Вот так отец мой и поступил.
Секретарь Радкевич сначала отказывался от денег, говоря, что и так сделает, помня просьбу вашего Виктора Егоровича, но отец без церемонии положил деньги на стол и распрощался. Дело было летом, и окна в квартире были отворены. Отец, проходя мимо окон, услышал голос секретаря, державшего в руках деньги: “Отец благочинный, – место у меня вам есть на примете. Только вы уж о деньгах-то, пожалуйста, ничего не говорите Виктору Егоровичу”. – Хорошо, только вы-то, Агафоник Павлович, не оставьте без милости, – ответил отец.
И что ж? через три-четыре дня сам Радкевич, встретив меня на улице, объявляет мне, что владыко дал место зятю, и радостно поздравляет меня с этим. Место оказалось из плохих плохое! Вероятно, по цене данного задатка в 100 рублей назначено. Из него после пришлось переходить, употребив на хлопоты тому же секретарю ещё немало денег…
Зная по опыту и наблюдениям всё, что творилось нашим триумвиратом, мы, в семинарии служащие, молодые наставники, чрезвычайно этим возмущались, везде, где бывали, об этих
В это время веяло духом реформ, и начинались они и в духовенстве – много материалов, для свободного суждения и бесед.
Мы возмущены особенно были тем, что повсюду старое зло – крепостное – стало стихать и слабеть, а у нас консисторское и архиерейское административное зло, как нарочно, вопреки свету и разуму, свирепствовало с силой большой.
Рабство крестьян уничтожается. Старые гражданские суды и порядки беспорядочные обновляются; ужели только духовенство, эта соль земли, будет всё затаптываться в грязи, и останется и в бедности и в рабстве у владык и разной консисторской клики? Ужели наша администрация, деморализованная, и наши суды духовные бессудные, сутяжные и хищные, останутся нетронутыми?
Такие раздавались речи из среды образованного молодого персонала профессоров семинарии – речи открытые, смелые, искренние, с воодушевлением от нового светлого духа обновления России, протестующие против старинного закоренелого зла, беспощадно разъедавшего всю духовную администрацию и судебные беспорядочные порядки.
Эти протесты, как мы замечали, пугливо действовали и на наших триумвиров, и они, в своём бесстрашии, в сфере консисторской и архиерейской, в свободе своих злохитрых и злохищных действий, стали ощущать внутреннее стеснение.

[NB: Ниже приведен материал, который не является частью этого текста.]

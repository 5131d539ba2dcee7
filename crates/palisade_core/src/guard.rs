//! # Optional Exclusion Guard
//!
//! A reentrant exclusion lock attached to one entity. Entities without a
//! guard behave as single-threaded values: locking them is a no-op that
//! yields an unguarded [`GuardLock`].
//!
//! Two acquisition modes:
//!
//! - [`Guard::lock`] blocks (optionally bounded by a timeout)
//! - [`Guard::try_lock`] never blocks and reports contention as
//!   [`EntityError::AlreadyLocked`]; the pairwise routine uses it to detect
//!   contention on its second acquisition

use std::cell::Cell;
use std::time::Duration;

use parking_lot::{ReentrantMutex, ReentrantMutexGuard};

use crate::error::{EntityError, EntityResult};

thread_local! {
    /// Remaining guard allocations allowed on this thread (`None` = unlimited).
    static GUARD_ALLOCATION_LIMIT: Cell<Option<usize>> = const { Cell::new(None) };
}

/// Limits how many more guards this thread may allocate.
///
/// `Some(0)` makes the next allocation fail with [`EntityError::NoMemory`];
/// `None` removes the limit. Used to exercise allocation-failure paths.
pub fn set_thread_guard_limit(limit: Option<usize>) {
    GUARD_ALLOCATION_LIMIT.with(|slot| slot.set(limit));
}

/// Remaining guard allocations on this thread.
#[must_use]
pub fn thread_guard_limit() -> Option<usize> {
    GUARD_ALLOCATION_LIMIT.with(Cell::get)
}

fn reserve_allocation() -> EntityResult<()> {
    GUARD_ALLOCATION_LIMIT.with(|slot| match slot.get() {
        None => Ok(()),
        Some(0) => Err(EntityError::NoMemory),
        Some(remaining) => {
            slot.set(Some(remaining - 1));
            Ok(())
        }
    })
}

/// Reentrant exclusion lock owned by exactly one entity.
#[derive(Debug)]
pub struct Guard {
    mutex: ReentrantMutex<()>,
}

impl Guard {
    /// Allocates a new, unlocked guard.
    ///
    /// # Errors
    ///
    /// Returns [`EntityError::NoMemory`] if this thread's guard allocation
    /// limit is exhausted.
    pub fn allocate() -> EntityResult<Self> {
        reserve_allocation()?;
        Ok(Self {
            mutex: ReentrantMutex::new(()),
        })
    }

    /// Acquires the guard, blocking until it is available.
    ///
    /// Reentrant: the owning thread may lock again without blocking.
    ///
    /// # Errors
    ///
    /// Returns [`EntityError::Timeout`] if `timeout` elapses first.
    pub fn lock(&self, timeout: Option<Duration>) -> EntityResult<GuardLock<'_>> {
        let guard = match timeout {
            None => self.mutex.lock(),
            Some(limit) => self
                .mutex
                .try_lock_for(limit)
                .ok_or(EntityError::Timeout { attempts: 1 })?,
        };
        Ok(GuardLock { inner: Some(guard) })
    }

    /// Attempts to acquire the guard without blocking.
    ///
    /// # Errors
    ///
    /// Returns [`EntityError::AlreadyLocked`] if another thread holds it.
    pub fn try_lock(&self) -> EntityResult<GuardLock<'_>> {
        self.mutex
            .try_lock()
            .map(|guard| GuardLock { inner: Some(guard) })
            .ok_or(EntityError::AlreadyLocked)
    }

    /// True if any thread currently holds the guard.
    #[inline]
    #[must_use]
    pub fn is_locked(&self) -> bool {
        self.mutex.is_locked()
    }

    /// True if the calling thread holds the guard.
    #[inline]
    #[must_use]
    pub fn is_owned_by_current_thread(&self) -> bool {
        self.mutex.is_owned_by_current_thread()
    }
}

/// Acquires an optional guard; a missing guard yields an unguarded lock.
///
/// # Errors
///
/// See [`Guard::lock`].
pub fn acquire(guard: Option<&Guard>, timeout: Option<Duration>) -> EntityResult<GuardLock<'_>> {
    match guard {
        Some(guard) => guard.lock(timeout),
        None => Ok(GuardLock::unguarded()),
    }
}

/// Non-blocking variant of [`acquire`].
///
/// # Errors
///
/// See [`Guard::try_lock`].
pub fn try_acquire(guard: Option<&Guard>) -> EntityResult<GuardLock<'_>> {
    match guard {
        Some(guard) => guard.try_lock(),
        None => Ok(GuardLock::unguarded()),
    }
}

/// Proof of a guard acquisition; releases the guard when dropped.
#[derive(Default)]
pub struct GuardLock<'a> {
    inner: Option<ReentrantMutexGuard<'a, ()>>,
}

impl GuardLock<'_> {
    /// A lock token for an entity without a guard.
    #[inline]
    #[must_use]
    pub const fn unguarded() -> Self {
        Self { inner: None }
    }

    /// True if this token holds a real guard.
    #[inline]
    #[must_use]
    pub const fn is_held(&self) -> bool {
        self.inner.is_some()
    }

    /// Releases the guard now.
    #[inline]
    pub fn release(self) {
        drop(self);
    }
}

impl std::fmt::Debug for GuardLock<'_> {
    fn fmt(&self, f: &mut std::fmt::Formatter<'_>) -> std::fmt::Result {
        f.debug_struct("GuardLock").field("held", &self.is_held()).finish()
    }
}
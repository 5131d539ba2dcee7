//! # PALISADE Geometry
//!
//! Collision primitives built on the entity discipline of `palisade_core`.
//!
//! | shape | payload | dual-entity test |
//! |---|---|---|
//! | [`Aabb`] | [`AabbBounds`] | [`intersect_aabb`] |
//! | [`Circle`] | [`CircleShape`] | [`intersect_circle`] |
//! | [`Sphere`] | [`SphereShape`] | [`intersect_sphere`] |
//!
//! Intersection tests secure both shapes through the ordered pair lock,
//! copy both payloads, release, then evaluate. Touching shapes intersect.

#![deny(missing_docs)]
#![deny(unsafe_code)]
#![deny(clippy::all)]
#![warn(clippy::pedantic)]

pub mod aabb;
pub mod circle;
pub mod math;
pub mod sphere;

pub use aabb::{intersect_aabb, Aabb, AabbBounds};
pub use circle::{intersect_circle, Circle, CircleShape};
pub use math::{Vec2, Vec3};
pub use sphere::{intersect_sphere, Sphere, SphereShape};
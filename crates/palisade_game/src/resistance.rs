//! # Resistance
//!
//! Percentage and flat damage reduction for one damage type.

use palisade_core::{Entity, EntityResult, Lockable};
use serde::{Deserialize, Serialize};

/// Percentage and flat reduction.
#[derive(Clone, Copy, Debug, Default, PartialEq, Eq, Serialize, Deserialize)]
pub struct ResistanceValues {
    /// Percentage reduction
    pub percent: i32,
    /// Flat reduction
    pub flat: i32,
}

/// Lockable resistance.
#[derive(Debug)]
pub struct Resistance {
    inner: Lockable<ResistanceValues>,
}

impl Resistance {
    /// Creates an uninitialized resistance.
    #[must_use]
    pub fn new() -> Self {
        Self {
            inner: Lockable::named("Resistance"),
        }
    }

    /// Initializes with explicit values.
    ///
    /// # Errors
    ///
    /// Never fails; aborts if already initialized.
    pub fn initialize_values(&mut self, percent: i32, flat: i32) -> EntityResult<()> {
        self.inner.initialize_with(ResistanceValues { percent, flat })
    }

    /// Sets the percentage reduction.
    ///
    /// # Errors
    ///
    /// Returns the guard error.
    pub fn set_percent(&self, percent: i32) -> EntityResult<()> {
        self.inner.update("set_percent", |r| r.percent = percent)
    }

    /// Sets the flat reduction.
    ///
    /// # Errors
    ///
    /// Returns the guard error.
    pub fn set_flat(&self, flat: i32) -> EntityResult<()> {
        self.inner.update("set_flat", |r| r.flat = flat)
    }

    /// Sets both values at once.
    ///
    /// # Errors
    ///
    /// Returns the guard error.
    pub fn set_values(&self, percent: i32, flat: i32) -> EntityResult<()> {
        self.inner
            .update("set_values", |r| *r = ResistanceValues { percent, flat })
    }

    /// Zeroes both values.
    ///
    /// # Errors
    ///
    /// Returns the guard error.
    pub fn reset(&self) -> EntityResult<()> {
        self.inner
            .replace("reset", ResistanceValues::default())
            .map(|_| ())
    }

    /// Percentage reduction.
    ///
    /// # Errors
    ///
    /// Returns the guard error.
    pub fn percent(&self) -> EntityResult<i32> {
        self.inner.read("percent", |r| r.percent)
    }

    /// Flat reduction.
    ///
    /// # Errors
    ///
    /// Returns the guard error.
    pub fn flat(&self) -> EntityResult<i32> {
        self.inner.read("flat", |r| r.flat)
    }

    /// Both values.
    ///
    /// # Errors
    ///
    /// Returns the guard error.
    pub fn values(&self) -> EntityResult<ResistanceValues> {
        self.inner.snapshot("values")
    }

    /// Copy-assigns `other` into this live resistance.
    ///
    /// # Errors
    ///
    /// Returns the pair acquisition error.
    pub fn assign_from(&self, other: &Self) -> EntityResult<()> {
        self.inner.assign_copy(&other.inner)
    }

    /// Move-assigns `other`, leaving it zeroed.
    ///
    /// # Errors
    ///
    /// Returns the pair acquisition error.
    pub fn take_from(&self, other: &Self) -> EntityResult<()> {
        self.inner.assign_move(&other.inner)
    }
}

impl Default for Resistance {
    fn default() -> Self {
        Self::new()
    }
}

impl Entity for Resistance {
    type Payload = ResistanceValues;

    fn lockable(&self) -> &Lockable<ResistanceValues> {
        &self.inner
    }

    fn lockable_mut(&mut self) -> &mut Lockable<ResistanceValues> {
        &mut self.inner
    }
}

#[cfg(test)]
mod tests {
    use super::*;
    use palisade_core::{ErrorCode, LifecycleState};
    use std::sync::Arc;
    use std::thread;

    fn resistance(percent: i32, flat: i32) -> Resistance {
        let mut r = Resistance::new();
        r.initialize_values(percent, flat).unwrap();
        r
    }

    #[test]
    fn test_setters_and_reset() {
        let r = resistance(10, 5);
        r.set_percent(25).unwrap();
        r.set_flat(-3).unwrap();
        assert_eq!(r.values().unwrap(), ResistanceValues { percent: 25, flat: -3 });
        r.set_values(1, 2).unwrap();
        assert_eq!((r.percent().unwrap(), r.flat().unwrap()), (1, 2));
        r.reset().unwrap();
        assert_eq!(r.values().unwrap(), ResistanceValues::default());
        assert_eq!(r.get_error(), ErrorCode::Success);
    }

    #[test]
    fn test_default_initialize() {
        let mut r = Resistance::new();
        r.initialize().unwrap();
        assert_eq!(r.values().unwrap(), ResistanceValues::default());
    }

    #[test]
    fn test_move_leaves_source_usable() {
        let source = resistance(30, 7);
        let mut target = Resistance::new();
        target.initialize_move(&source).unwrap();
        assert_eq!(target.percent().unwrap(), 30);
        assert_eq!(source.values().unwrap(), ResistanceValues::default());
        source.set_percent(4).unwrap();
        assert_eq!(source.percent().unwrap(), 4);
    }

    #[test]
    fn test_concurrent_assignments() {
        let mut a = resistance(1, 1);
        let mut b = resistance(2, 2);
        a.enable_thread_safety().unwrap();
        b.enable_thread_safety().unwrap();
        let (a, b) = (Arc::new(a), Arc::new(b));

        let handles: Vec<_> = (0..4)
            .map(|t| {
                let (a, b) = (Arc::clone(&a), Arc::clone(&b));
                thread::spawn(move || {
                    for _ in 0..200 {
                        if t % 2 == 0 {
                            a.assign_from(&b).unwrap();
                        } else {
                            b.assign_from(&a).unwrap();
                        }
                    }
                })
            })
            .collect();
        for h in handles {
            h.join().unwrap();
        }

        // Every copy moves a whole value, never a torn mix
        let (va, vb) = (a.values().unwrap(), b.values().unwrap());
        assert_eq!(va.percent, va.flat);
        assert_eq!(vb.percent, vb.flat);
    }

    #[test]
    fn test_destroy() {
        let mut r = resistance(1, 1);
        r.destroy().unwrap();
        assert_eq!(r.lockable().state(), LifecycleState::Destroyed);
    }
}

Страшна им стала распространившаяся о них повсюду худая молва, и чувствовали они и видели себя в общественном мнении, как в зеркале, ужасными страшилищами.
Благодетельная гласность, о введении которой писали и рассуждали – в суды гражданские, и которой более всего враждебна старинная и злая, как язва, господствовавшая канцелярская тайна, и тогда ещё проявляла свою силу в нашей даже темнейшей административной среде, и не давала покоя таким оголтелым и с сожжённой совестью деятелям зла, как Радкевич, Лебедев и Корсуновский.

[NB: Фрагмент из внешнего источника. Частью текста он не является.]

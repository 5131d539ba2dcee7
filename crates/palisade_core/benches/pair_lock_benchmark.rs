//! # Pair Lock Benchmark
//!
//! Measures the uncontended cost of the entity discipline:
//! 1. Single-entity accessor (guard + payload cell)
//! 2. Ordered pair acquisition, guarded and unguarded
//! 3. Self-pair acquisition
//! 4. N-way acquisition

#![allow(missing_docs)]

use criterion::{black_box, criterion_group, criterion_main, BenchmarkId, Criterion};
use palisade_core::{lock_many, lock_pair, update_pair, EntityError, Guardable, Lockable};

fn entity(value: u64, guarded: bool) -> Lockable<u64> {
    let mut entity = Lockable::named("Bench");
    let _ = entity.initialize_with(value);
    if guarded {
        let _ = entity.enable_thread_safety();
    }
    entity
}

fn bench_accessor(c: &mut Criterion) {
    let mut group = c.benchmark_group("entity_accessor");

    for guarded in [false, true] {
        let target = entity(1, guarded);
        group.bench_with_input(BenchmarkId::new("read", guarded), &guarded, |b, _| {
            b.iter(|| black_box(target.read("get_value", |v| *v)));
        });
    }

    group.finish();
}

fn bench_lock_pair(c: &mut Criterion) {
    let mut group = c.benchmark_group("lock_pair");

    for guarded in [false, true] {
        let a = entity(1, guarded);
        let b = entity(2, guarded);
        group.bench_with_input(BenchmarkId::new("distinct", guarded), &guarded, |bench, _| {
            bench.iter(|| black_box(lock_pair(&a, &b).map(|pair| pair.attempts())));
        });
        group.bench_with_input(BenchmarkId::new("self_pair", guarded), &guarded, |bench, _| {
            bench.iter(|| black_box(lock_pair(&a, &a).map(|pair| pair.attempts())));
        });
        group.bench_with_input(BenchmarkId::new("update_pair", guarded), &guarded, |bench, _| {
            bench.iter(|| {
                black_box(update_pair(&a, &b, "swap", |x, y| {
                    std::mem::swap(x, y);
                    Ok::<(), EntityError>(())
                }))
            });
        });
    }

    group.finish();
}

fn bench_lock_many(c: &mut Criterion) {
    let mut group = c.benchmark_group("lock_many");

    for count in [2usize, 4, 16] {
        let entities: Vec<_> = (0..count).map(|i| entity(i as u64, true)).collect();
        let participants: Vec<&dyn Guardable> = entities.iter().rev().map(|e| e as &dyn Guardable).collect();
        group.bench_with_input(BenchmarkId::new("guarded", count), &count, |b, _| {
            b.iter(|| black_box(lock_many(&participants).map(|many| many.len())));
        });
    }

    group.finish();
}

criterion_group!(benches, bench_accessor, bench_lock_pair, bench_lock_many);
criterion_main!(benches);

Злая память о них долго была жива в тамбовском духовенстве.
Но, слава Богу, они, кажется, завершили собой последний ряд чумазых бичей-эксплуататоров тамбовского духовенства. Дух нового времени живительно освежать стал и ту смрадную атмосферу и то грязное болото, где жилось им так вольготно и привольно, как жилось во всё время управления Тамбовской епархией епископа Феофана…
В 1863 году поступил в Тамбов епископом Феодосий, прямо из ректоров Воронежской семинарии.

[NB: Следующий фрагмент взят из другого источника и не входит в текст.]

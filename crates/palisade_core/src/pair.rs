//! # Pairwise Lock Ordering
//!
//! Secures two entities at once without risking deadlock.
//!
//! ## Algorithm
//!
//! ```text
//! same entity?  ── yes ──> lock it once, second slot = NotHeld
//!      │ no
//!      v
//! order by EntityId: lower, upper
//!      │
//!      v
//! ┌─> lock lower (blocking) ───────── failure ──> return error
//! │        │
//! │        v
//! │   try-lock upper ──── ok ──> BothLocked
//! │        │ contended
//! │        v
//! └── release lower, back off
//! ```
//!
//! Every thread takes the lower guard first, so at most one of two racing
//! pairwise operations can hold `lower` while asking for `upper`; the other
//! is queued on `lower`. No circular wait can form.
//!
//! Guards are released upper first, then lower, when the [`PairGuard`] drops.

use std::thread;

use crate::config::{self, LockPolicy};
use crate::contention;
use crate::entity::{Guardable, Lockable};
use crate::error::{AsErrorCode, EntityError, EntityResult, ErrorCode};
use crate::guard::{self, Guard, GuardLock};
use crate::identity::EntityId;
use crate::lifecycle::{contract_violation, LifecycleState};

/// Progress of one pairwise acquisition.
#[derive(Clone, Copy, Debug, PartialEq, Eq, Hash)]
pub enum PairState {
    /// Nothing held.
    NotLocked,
    /// The lower-identity guard is held, the upper one is being requested.
    LowerLocked,
    /// Both participants are secured.
    BothLocked,
    /// Both guards have been released.
    Released,
}

/// What a [`PairGuard`] holds for one participant.
#[derive(Clone, Copy, Debug, PartialEq, Eq, Hash)]
pub enum SlotStatus {
    /// The participant's guard is held.
    Held,
    /// The participant has no guard attached; nothing needed locking.
    Unguarded,
    /// Nothing is held for this slot (second slot of a self-pair).
    NotHeld,
}

impl SlotStatus {
    fn of(lock: &GuardLock<'_>) -> Self {
        if lock.is_held() {
            Self::Held
        } else {
            Self::Unguarded
        }
    }
}

/// Both participants of a pairwise acquisition, released on drop.
pub struct PairGuard<'a> {
    lower: GuardLock<'a>,
    upper: GuardLock<'a>,
    lower_id: EntityId,
    upper_id: EntityId,
    swapped: bool,
    same: bool,
    attempts: u32,
    state: PairState,
}

impl PairGuard<'_> {
    /// Slot status of the first argument.
    #[must_use]
    pub fn first_slot(&self) -> SlotStatus {
        if self.swapped {
            self.upper_slot()
        } else {
            SlotStatus::of(&self.lower)
        }
    }

    /// Slot status of the second argument.
    #[must_use]
    pub fn second_slot(&self) -> SlotStatus {
        if self.swapped {
            SlotStatus::of(&self.lower)
        } else {
            self.upper_slot()
        }
    }

    fn upper_slot(&self) -> SlotStatus {
        if self.same {
            SlotStatus::NotHeld
        } else {
            SlotStatus::of(&self.upper)
        }
    }

    /// True if the first argument is secured (held, or has no guard).
    #[inline]
    #[must_use]
    pub fn first_held(&self) -> bool {
        self.first_slot() != SlotStatus::NotHeld
    }

    /// True if the second argument is secured separately from the first.
    #[inline]
    #[must_use]
    pub fn second_held(&self) -> bool {
        self.second_slot() != SlotStatus::NotHeld
    }

    /// Identity acquired first.
    #[inline]
    #[must_use]
    pub const fn lower_id(&self) -> EntityId {
        self.lower_id
    }

    /// Identity acquired second (equal to `lower_id` for a self-pair).
    #[inline]
    #[must_use]
    pub const fn upper_id(&self) -> EntityId {
        self.upper_id
    }

    /// True if both arguments were the same entity.
    #[inline]
    #[must_use]
    pub const fn is_self_pair(&self) -> bool {
        self.same
    }

    /// Number of lower-then-upper attempts it took.
    #[inline]
    #[must_use]
    pub const fn attempts(&self) -> u32 {
        self.attempts
    }

    /// Current acquisition state.
    #[inline]
    #[must_use]
    pub const fn state(&self) -> PairState {
        self.state
    }
}

impl Drop for PairGuard<'_> {
    fn drop(&mut self) {
        drop(std::mem::take(&mut self.upper));
        drop(std::mem::take(&mut self.lower));
        self.state = PairState::Released;
        tracing::trace!(lower = %self.lower_id, upper = %self.upper_id, state = ?self.state, "pair released");
    }
}

impl std::fmt::Debug for PairGuard<'_> {
    fn fmt(&self, f: &mut std::fmt::Formatter<'_>) -> std::fmt::Result {
        f.debug_struct("PairGuard")
            .field("lower_id", &self.lower_id)
            .field("upper_id", &self.upper_id)
            .field("first", &self.first_slot())
            .field("second", &self.second_slot())
            .field("attempts", &self.attempts)
            .field("state", &self.state)
            .finish()
    }
}

/// Locks two entities in identity order under the active policy.
///
/// Aborts if either entity is not `Initialized`. The outcome is recorded in
/// both entities' error slots.
///
/// # Errors
///
/// Only under a bounded [`LockPolicy`]: [`EntityError::Timeout`]. Contention
/// is retried internally and never surfaces as
/// [`EntityError::AlreadyLocked`].
pub fn lock_pair<'a, A, B>(first: &'a A, second: &'a B) -> EntityResult<PairGuard<'a>>
where
    A: Guardable + ?Sized,
    B: Guardable + ?Sized,
{
    lock_pair_with(&config::current(), first, second)
}

/// [`lock_pair`] with an explicit policy.
///
/// # Errors
///
/// See [`lock_pair`].
pub fn lock_pair_with<'a, A, B>(
    policy: &LockPolicy,
    first: &'a A,
    second: &'a B,
) -> EntityResult<PairGuard<'a>>
where
    A: Guardable + ?Sized,
    B: Guardable + ?Sized,
{
    require_live(first.lifecycle_state(), first.type_name(), "lock_pair");
    require_live(second.lifecycle_state(), second.type_name(), "lock_pair");

    let result = acquire_ordered(
        policy,
        (first.entity_id(), first.guard()),
        (second.entity_id(), second.guard()),
    );
    let code = ErrorCode::of(&result);
    second.record_outcome(code);
    first.record_outcome(code);
    result
}

/// Releases both guards (upper first, then lower).
pub fn unlock_pair(pair: PairGuard<'_>) {
    drop(pair);
}

/// Core ordered acquisition over raw `(identity, guard)` slots.
///
/// Performs no lifecycle checks; callers decide which participants must be
/// live (the destination of `initialize_copy` is not yet).
pub(crate) fn acquire_ordered<'a>(
    policy: &LockPolicy,
    first: (EntityId, Option<&'a Guard>),
    second: (EntityId, Option<&'a Guard>),
) -> EntityResult<PairGuard<'a>> {
    let timeout = policy.lock_timeout();

    if first.0 == second.0 {
        let lock = guard::acquire(first.1, timeout).map_err(|error| timed_out(error, 1))?;
        contention::note_acquired();
        return Ok(PairGuard {
            lower: lock,
            upper: GuardLock::unguarded(),
            lower_id: first.0,
            upper_id: first.0,
            swapped: false,
            same: true,
            attempts: 1,
            state: PairState::BothLocked,
        });
    }

    let swapped = second.0 < first.0;
    let ((lower_id, lower_guard), (upper_id, upper_guard)) =
        if swapped { (second, first) } else { (first, second) };

    let mut attempts: u32 = 0;
    loop {
        attempts = attempts.saturating_add(1);

        let lower = guard::acquire(lower_guard, timeout).map_err(|error| timed_out(error, attempts))?;
        tracing::trace!(lower = %lower_id, upper = %upper_id, attempts, state = ?PairState::LowerLocked, "lower guard acquired");

        match guard::try_acquire(upper_guard) {
            Ok(upper) => {
                contention::note_acquired();
                return Ok(PairGuard {
                    lower,
                    upper,
                    lower_id,
                    upper_id,
                    swapped,
                    same: false,
                    attempts,
                    state: PairState::BothLocked,
                });
            }
            Err(EntityError::AlreadyLocked) => {
                let mirrored = if lower.is_held() {
                    contention::release_after_wait(lower_id, upper_id, || drop(lower))
                } else {
                    drop(lower);
                    false
                };
                if mirrored {
                    tracing::warn!(lower = %lower_id, upper = %upper_id, "opposite-role wait detected");
                }
                contention::note_retry();
                tracing::trace!(lower = %lower_id, upper = %upper_id, attempts, state = ?PairState::NotLocked, "upper guard contended, backing off");

                if policy.max_pair_attempts.is_some_and(|max| attempts >= max) {
                    contention::note_timeout();
                    tracing::warn!(lower = %lower_id, upper = %upper_id, attempts, "pair acquisition gave up");
                    return Err(EntityError::Timeout { attempts });
                }
                thread::sleep(policy.backoff());
            }
            Err(error) => {
                drop(lower);
                return Err(error);
            }
        }
    }
}

fn timed_out(error: EntityError, attempts: u32) -> EntityError {
    match error {
        EntityError::Timeout { .. } => {
            contention::note_timeout();
            tracing::warn!(attempts, "guard acquisition timed out");
            EntityError::Timeout { attempts }
        }
        other => other,
    }
}

fn require_live(state: LifecycleState, type_name: &str, operation: &str) {
    if state != LifecycleState::Initialized {
        contract_violation(type_name, operation, "called while object is not initialized");
    }
}

/// Reads both payloads under the pair lock and evaluates `f` on the copies
/// after release.
///
/// `first` and `second` may be the same entity.
///
/// # Errors
///
/// Returns the pair acquisition error.
pub fn read_pair<A, B, R>(
    first: &Lockable<A>,
    second: &Lockable<B>,
    operation: &str,
    f: impl FnOnce(&A, &B) -> R,
) -> EntityResult<R>
where
    A: Clone,
    B: Clone,
{
    require_live(first.state(), first.type_name(), operation);
    require_live(second.state(), second.type_name(), operation);

    let pair = match acquire_ordered(&config::current(), first.guard_slot(), second.guard_slot()) {
        Ok(pair) => pair,
        Err(error) => {
            second.record(error.error_code());
            return first.finish(Err(error));
        }
    };
    let a = first.cell().lock().clone();
    let b = second.cell().lock().clone();
    drop(pair);

    second.record(ErrorCode::Success);
    first.finish(Ok(f(&a, &b)))
}

/// Runs `f` with exclusive access to both payloads under the pair lock.
///
/// The two entities must be distinct; a self-pair is rejected with
/// [`EntityError::InvalidArgument`] since one payload cannot be borrowed
/// mutably twice. Payload cells are taken in identity order.
///
/// # Errors
///
/// Returns the pair acquisition error, `InvalidArgument` for a self-pair,
/// or the closure's error.
pub fn update_pair<A, B, R, E>(
    first: &Lockable<A>,
    second: &Lockable<B>,
    operation: &str,
    f: impl FnOnce(&mut A, &mut B) -> Result<R, E>,
) -> Result<R, E>
where
    E: From<EntityError> + AsErrorCode,
{
    require_live(first.state(), first.type_name(), operation);
    require_live(second.state(), second.type_name(), operation);

    if first.id() == second.id() {
        return first.finish(Err(E::from(EntityError::InvalidArgument)));
    }

    let pair = match acquire_ordered(&config::current(), first.guard_slot(), second.guard_slot()) {
        Ok(pair) => pair,
        Err(error) => {
            second.record(error.error_code());
            return first.finish(Err(E::from(error)));
        }
    };

    let result = if first.id() < second.id() {
        let mut a = first.cell().lock();
        let mut b = second.cell().lock();
        f(&mut *a, &mut *b)
    } else {
        let mut b = second.cell().lock();
        let mut a = first.cell().lock();
        f(&mut *a, &mut *b)
    };
    drop(pair);

    second.record(ErrorCode::of(&result));
    first.finish(result)
}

Он оказался пастырем добрым, “душу свою полагающим за овцы, радетелем вверенного ему стада, не только не бегающим от грядущего волка, готового расхитить стадо, но идущего всегда ему навстречу смело, чтобы отогнать его и защитить от него своих овец”.
Человек он был невысокого ума и учёности, но обладал хорошим, здравым смыслом и искренне-добрым сердцем, и отличался практическим направлением характера. Вёл образ жизни простой, скромный, без всяких сибаритских прихотей, скромно и благоговейно служил в храме – и это служение его благоговейно действовало на всех своей величественной простотой небесного характера. Попросту и без затей тщеславных жил он и дома, и доступен был для всякого во всякое время.
Делами по управлению любил заниматься сам непосредственно, и знать их не из чужих уст и речей. Поэтому у него никак не могли быть в силе никакие секретари и письмоводители.